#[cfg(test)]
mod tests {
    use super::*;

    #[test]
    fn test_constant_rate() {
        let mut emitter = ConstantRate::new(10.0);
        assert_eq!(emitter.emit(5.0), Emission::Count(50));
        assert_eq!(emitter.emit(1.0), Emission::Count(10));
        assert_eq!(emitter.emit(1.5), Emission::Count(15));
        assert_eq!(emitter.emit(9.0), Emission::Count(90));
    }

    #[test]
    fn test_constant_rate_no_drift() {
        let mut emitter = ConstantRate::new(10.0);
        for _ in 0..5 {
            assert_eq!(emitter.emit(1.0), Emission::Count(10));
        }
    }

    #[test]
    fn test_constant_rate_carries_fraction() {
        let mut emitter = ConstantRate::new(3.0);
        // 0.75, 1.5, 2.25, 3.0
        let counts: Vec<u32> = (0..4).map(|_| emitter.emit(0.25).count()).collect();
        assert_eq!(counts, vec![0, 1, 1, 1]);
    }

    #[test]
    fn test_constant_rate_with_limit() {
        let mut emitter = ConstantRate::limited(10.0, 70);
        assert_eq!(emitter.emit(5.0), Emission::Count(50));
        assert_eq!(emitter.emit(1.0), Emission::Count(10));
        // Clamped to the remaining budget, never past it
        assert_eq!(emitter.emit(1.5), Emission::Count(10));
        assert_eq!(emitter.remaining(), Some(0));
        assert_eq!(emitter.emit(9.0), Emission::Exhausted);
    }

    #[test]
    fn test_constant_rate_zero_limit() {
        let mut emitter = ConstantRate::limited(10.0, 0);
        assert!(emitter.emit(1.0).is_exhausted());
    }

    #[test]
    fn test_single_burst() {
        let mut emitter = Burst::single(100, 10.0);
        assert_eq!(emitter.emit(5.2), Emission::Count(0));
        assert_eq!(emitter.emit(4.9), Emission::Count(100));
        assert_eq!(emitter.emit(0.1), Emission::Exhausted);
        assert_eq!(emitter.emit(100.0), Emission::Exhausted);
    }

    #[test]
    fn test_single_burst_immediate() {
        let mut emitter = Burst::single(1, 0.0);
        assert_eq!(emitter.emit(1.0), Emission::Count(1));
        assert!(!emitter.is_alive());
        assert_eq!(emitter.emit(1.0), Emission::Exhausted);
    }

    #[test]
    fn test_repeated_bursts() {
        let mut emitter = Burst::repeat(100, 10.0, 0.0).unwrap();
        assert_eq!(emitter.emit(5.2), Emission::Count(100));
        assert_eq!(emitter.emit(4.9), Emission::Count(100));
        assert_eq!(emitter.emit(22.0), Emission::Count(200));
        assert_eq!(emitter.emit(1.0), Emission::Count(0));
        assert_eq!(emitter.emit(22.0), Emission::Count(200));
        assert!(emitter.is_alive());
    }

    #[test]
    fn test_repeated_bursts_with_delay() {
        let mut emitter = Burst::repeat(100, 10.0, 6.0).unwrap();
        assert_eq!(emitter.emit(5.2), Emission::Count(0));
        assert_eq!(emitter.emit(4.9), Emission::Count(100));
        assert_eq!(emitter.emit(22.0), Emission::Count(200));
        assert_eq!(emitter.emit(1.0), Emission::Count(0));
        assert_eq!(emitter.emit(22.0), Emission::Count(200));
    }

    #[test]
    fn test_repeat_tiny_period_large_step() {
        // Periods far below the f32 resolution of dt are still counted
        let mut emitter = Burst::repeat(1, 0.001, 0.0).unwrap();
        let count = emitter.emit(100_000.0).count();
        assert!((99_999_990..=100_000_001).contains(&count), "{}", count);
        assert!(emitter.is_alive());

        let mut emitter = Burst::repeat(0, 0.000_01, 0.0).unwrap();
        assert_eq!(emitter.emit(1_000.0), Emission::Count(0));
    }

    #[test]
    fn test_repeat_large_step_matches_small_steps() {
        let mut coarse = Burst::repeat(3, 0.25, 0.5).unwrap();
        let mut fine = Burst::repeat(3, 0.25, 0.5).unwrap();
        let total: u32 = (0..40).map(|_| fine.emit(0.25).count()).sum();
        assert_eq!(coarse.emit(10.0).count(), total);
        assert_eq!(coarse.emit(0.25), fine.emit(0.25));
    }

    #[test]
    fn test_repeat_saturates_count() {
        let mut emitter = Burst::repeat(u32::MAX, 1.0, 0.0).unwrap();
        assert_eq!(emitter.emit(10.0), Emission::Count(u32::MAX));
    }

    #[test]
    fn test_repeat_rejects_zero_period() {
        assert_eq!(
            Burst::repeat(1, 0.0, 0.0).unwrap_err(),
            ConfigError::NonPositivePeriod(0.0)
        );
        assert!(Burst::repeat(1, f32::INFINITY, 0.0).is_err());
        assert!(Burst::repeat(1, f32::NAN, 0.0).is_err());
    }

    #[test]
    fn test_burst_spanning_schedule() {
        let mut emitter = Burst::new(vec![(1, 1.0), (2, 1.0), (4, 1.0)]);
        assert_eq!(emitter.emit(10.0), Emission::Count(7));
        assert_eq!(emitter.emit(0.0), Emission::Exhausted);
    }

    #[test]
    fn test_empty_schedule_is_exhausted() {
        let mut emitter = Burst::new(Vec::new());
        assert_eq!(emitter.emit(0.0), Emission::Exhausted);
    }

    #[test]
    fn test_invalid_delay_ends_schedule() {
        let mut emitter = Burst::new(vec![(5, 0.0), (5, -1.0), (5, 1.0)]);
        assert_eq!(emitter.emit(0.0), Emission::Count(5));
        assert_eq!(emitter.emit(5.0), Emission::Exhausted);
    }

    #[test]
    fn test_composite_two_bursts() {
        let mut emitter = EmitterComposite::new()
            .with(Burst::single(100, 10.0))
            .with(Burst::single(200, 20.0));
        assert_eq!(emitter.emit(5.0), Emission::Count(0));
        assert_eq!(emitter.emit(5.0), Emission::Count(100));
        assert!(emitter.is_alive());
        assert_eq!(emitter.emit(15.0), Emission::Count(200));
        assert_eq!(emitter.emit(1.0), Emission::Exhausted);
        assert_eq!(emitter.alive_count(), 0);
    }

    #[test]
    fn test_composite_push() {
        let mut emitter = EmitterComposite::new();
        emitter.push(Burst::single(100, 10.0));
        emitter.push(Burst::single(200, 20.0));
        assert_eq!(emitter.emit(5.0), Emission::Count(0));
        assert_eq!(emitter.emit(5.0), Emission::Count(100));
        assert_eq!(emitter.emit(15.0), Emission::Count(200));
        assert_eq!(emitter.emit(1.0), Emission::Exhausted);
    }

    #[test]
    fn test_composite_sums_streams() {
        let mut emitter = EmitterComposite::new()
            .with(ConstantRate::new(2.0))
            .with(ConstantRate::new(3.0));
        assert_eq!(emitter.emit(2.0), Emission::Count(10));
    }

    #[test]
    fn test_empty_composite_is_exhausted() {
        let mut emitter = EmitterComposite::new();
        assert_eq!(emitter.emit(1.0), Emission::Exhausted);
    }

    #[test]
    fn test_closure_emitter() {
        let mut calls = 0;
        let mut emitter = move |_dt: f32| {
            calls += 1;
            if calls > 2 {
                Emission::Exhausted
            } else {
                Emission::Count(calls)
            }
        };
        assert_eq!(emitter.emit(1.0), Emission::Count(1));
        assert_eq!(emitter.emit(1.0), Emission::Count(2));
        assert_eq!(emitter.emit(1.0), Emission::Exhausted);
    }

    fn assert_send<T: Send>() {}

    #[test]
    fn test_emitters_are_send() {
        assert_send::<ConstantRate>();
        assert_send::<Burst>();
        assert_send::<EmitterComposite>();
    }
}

* _The problem_
Each entry must be set down exactly as it appears.

* _Answer for the task_
#[cfg(test)]
mod tests {
    use super::*;

    #[test]
    fn test_constant_rate() {
        let mut emitter = ConstantRate::new(10.0);
        assert_eq!(emitter.emit(5.0), Emission::Count(50));
        assert_eq!(emitter.emit(1.0), Emission::Count(10));
        assert_eq!(emitter.emit(1.5), Emission::Count(15));
        assert_eq!(emitter.emit(9.0), Emission::Count(90));
    }

    #[test]
    fn test_constant_rate_no_drift() {
        let mut emitter = ConstantRate::new(10.0);
        for _ in 0..5 {
            assert_eq!(emitter.emit(1.0), Emission::Count(10));
        }
    }

    #[test]
    fn test_constant_rate_carries_fraction() {
        let mut emitter = ConstantRate::new(3.0);
        // 0.75, 1.5, 2.25, 3.0
        let counts: Vec<u32> = (0..4).map(|_| emitter.emit(0.25).count()).collect();
        assert_eq!(counts, vec![0, 1, 1, 1]);
    }

    #[test]
    fn test_constant_rate_with_limit() {
        let mut emitter = ConstantRate::limited(10.0, 70);
        assert_eq!(emitter.emit(5.0), Emission::Count(50));
        assert_eq!(emitter.emit(1.0), Emission::Count(10));
        // Clamped to the remaining budget, never past it
        assert_eq!(emitter.emit(1.5), Emission::Count(10));
        assert_eq!(emitter.remaining(), Some(0));
        assert_eq!(emitter.emit(9.0), Emission::Exhausted);
    }

    #[test]
    fn test_constant_rate_zero_limit() {
        let mut emitter = ConstantRate::limited(10.0, 0);
        assert!(emitter.emit(1.0).is_exhausted());
    }

    #[test]
    fn test_single_burst() {
        let mut emitter = Burst::single(100, 10.0);
        assert_eq!(emitter.emit(5.2), Emission::Count(0));
        assert_eq!(emitter.emit(4.9), Emission::Count(100));
        assert_eq!(emitter.emit(0.1), Emission::Exhausted);
        assert_eq!(emitter.emit(100.0), Emission::Exhausted);
    }

    #[test]
    fn test_single_burst_immediate() {
        let mut emitter = Burst::single(1, 0.0);
        assert_eq!(emitter.emit(1.0), Emission::Count(1));
        assert!(!emitter.is_alive());
        assert_eq!(emitter.emit(1.0), Emission::Exhausted);
    }

    #[test]
    fn test_repeated_bursts() {
        let mut emitter = Burst::repeat(100, 10.0, 0.0).unwrap();
        assert_eq!(emitter.emit(5.2), Emission::Count(100));
        assert_eq!(emitter.emit(4.9), Emission::Count(100));
        assert_eq!(emitter.emit(22.0), Emission::Count(200));
        assert_eq!(emitter.emit(1.0), Emission::Count(0));
        assert_eq!(emitter.emit(22.0), Emission::Count(200));
        assert!(emitter.is_alive());
    }

    #[test]
    fn test_repeated_bursts_with_delay() {
        let mut emitter = Burst::repeat(100, 10.0, 6.0).unwrap();
        assert_eq!(emitter.emit(5.2), Emission::Count(0));
        assert_eq!(emitter.emit(4.9), Emission::Count(100));
        assert_eq!(emitter.emit(22.0), Emission::Count(200));
        assert_eq!(emitter.emit(1.0), Emission::Count(0));
        assert_eq!(emitter.emit(22.0), Emission::Count(200));
    }

    #[test]
    fn test_repeat_tiny_period_large_step() {
        // Periods far below the f32 resolution of dt are still counted
        let mut emitter = Burst::repeat(1, 0.001, 0.0).unwrap();
        let count = emitter.emit(100_000.0).count();
        assert!((99_999_990..=100_000_001).contains(&count), "{}", count);
        assert!(emitter.is_alive());

        let mut emitter = Burst::repeat(0, 0.000_01, 0.0).unwrap();
        assert_eq!(emitter.emit(1_000.0), Emission::Count(0));
    }

    #[test]
    fn test_repeat_large_step_matches_small_steps() {
        let mut coarse = Burst::repeat(3, 0.25, 0.5).unwrap();
        let mut fine = Burst::repeat(3, 0.25, 0.5).unwrap();
        let total: u32 = (0..40).map(|_| fine.emit(0.25).count()).sum();
        assert_eq!(coarse.emit(10.0).count(), total);
        assert_eq!(coarse.emit(0.25), fine.emit(0.25));
    }

    #[test]
    fn test_repeat_saturates_count() {
        let mut emitter = Burst::repeat(u32::MAX, 1.0, 0.0).unwrap();
        assert_eq!(emitter.emit(10.0), Emission::Count(u32::MAX));
    }

    #[test]
    fn test_repeat_rejects_zero_period() {
        assert_eq!(
            Burst::repeat(1, 0.0, 0.0).unwrap_err(),
            ConfigError::NonPositivePeriod(0.0)
        );
        assert!(Burst::repeat(1, f32::INFINITY, 0.0).is_err());
        assert!(Burst::repeat(1, f32::NAN, 0.0).is_err());
    }

    #[test]
    fn test_burst_spanning_schedule() {
        let mut emitter = Burst::new(vec![(1, 1.0), (2, 1.0), (4, 1.0)]);
        assert_eq!(emitter.emit(10.0), Emission::Count(7));
        assert_eq!(emitter.emit(0.0), Emission::Exhausted);
    }

    #[test]
    fn test_empty_schedule_is_exhausted() {
        let mut emitter = Burst::new(Vec::new());
        assert_eq!(emitter.emit(0.0), Emission::Exhausted);
    }

    #[test]
    fn test_invalid_delay_ends_schedule() {
        let mut emitter = Burst::new(vec![(5, 0.0), (5, -1.0), (5, 1.0)]);
        assert_eq!(emitter.emit(0.0), Emission::Count(5));
        assert_eq!(emitter.emit(5.0), Emission::Exhausted);
    }

    #[test]
    fn test_composite_two_bursts() {
        let mut emitter = EmitterComposite::new()
            .with(Burst::single(100, 10.0))
            .with(Burst::single(200, 20.0));
        assert_eq!(emitter.emit(5.0), Emission::Count(0));
        assert_eq!(emitter.emit(5.0), Emission::Count(100));
        assert!(emitter.is_alive());
        assert_eq!(emitter.emit(15.0), Emission::Count(200));
        assert_eq!(emitter.emit(1.0), Emission::Exhausted);
        assert_eq!(emitter.alive_count(), 0);
    }

    #[test]
    fn test_composite_push() {
        let mut emitter = EmitterComposite::new();
        emitter.push(Burst::single(100, 10.0));
        emitter.push(Burst::single(200, 20.0));
        assert_eq!(emitter.emit(5.0), Emission::Count(0));
        assert_eq!(emitter.emit(5.0), Emission::Count(100));
        assert_eq!(emitter.emit(15.0), Emission::Count(200));
        assert_eq!(emitter.emit(1.0), Emission::Exhausted);
    }

    #[test]
    fn test_composite_sums_streams() {
        let mut emitter = EmitterComposite::new()
            .with(ConstantRate::new(2.0))
            .with(ConstantRate::new(3.0));
        assert_eq!(emitter.emit(2.0), Emission::Count(10));
    }

    #[test]
    fn test_empty_composite_is_exhausted() {
        let mut emitter = EmitterComposite::new();
        assert_eq!(emitter.emit(1.0), Emission::Exhausted);
    }

    #[test]
    fn test_closure_emitter() {
        let mut calls = 0;
        let mut emitter = move |_dt: f32| {
            calls += 1;
            if calls > 2 {
                Emission::Exhausted
            } else {
                Emission::Count(calls)
            }
        };
        assert_eq!(emitter.emit(1.0), Emission::Count(1));
        assert_eq!(emitter.emit(1.0), Emission::Count(2));
        assert_eq!(emitter.emit(1.0), Emission::Exhausted);
    }

    fn assert_send<T: Send>() {}

    #[test]
    fn test_emitters_are_send() {
        assert_send::<ConstantRate>();
        assert_send::<Burst>();
        assert_send::<EmitterComposite>();
    }
}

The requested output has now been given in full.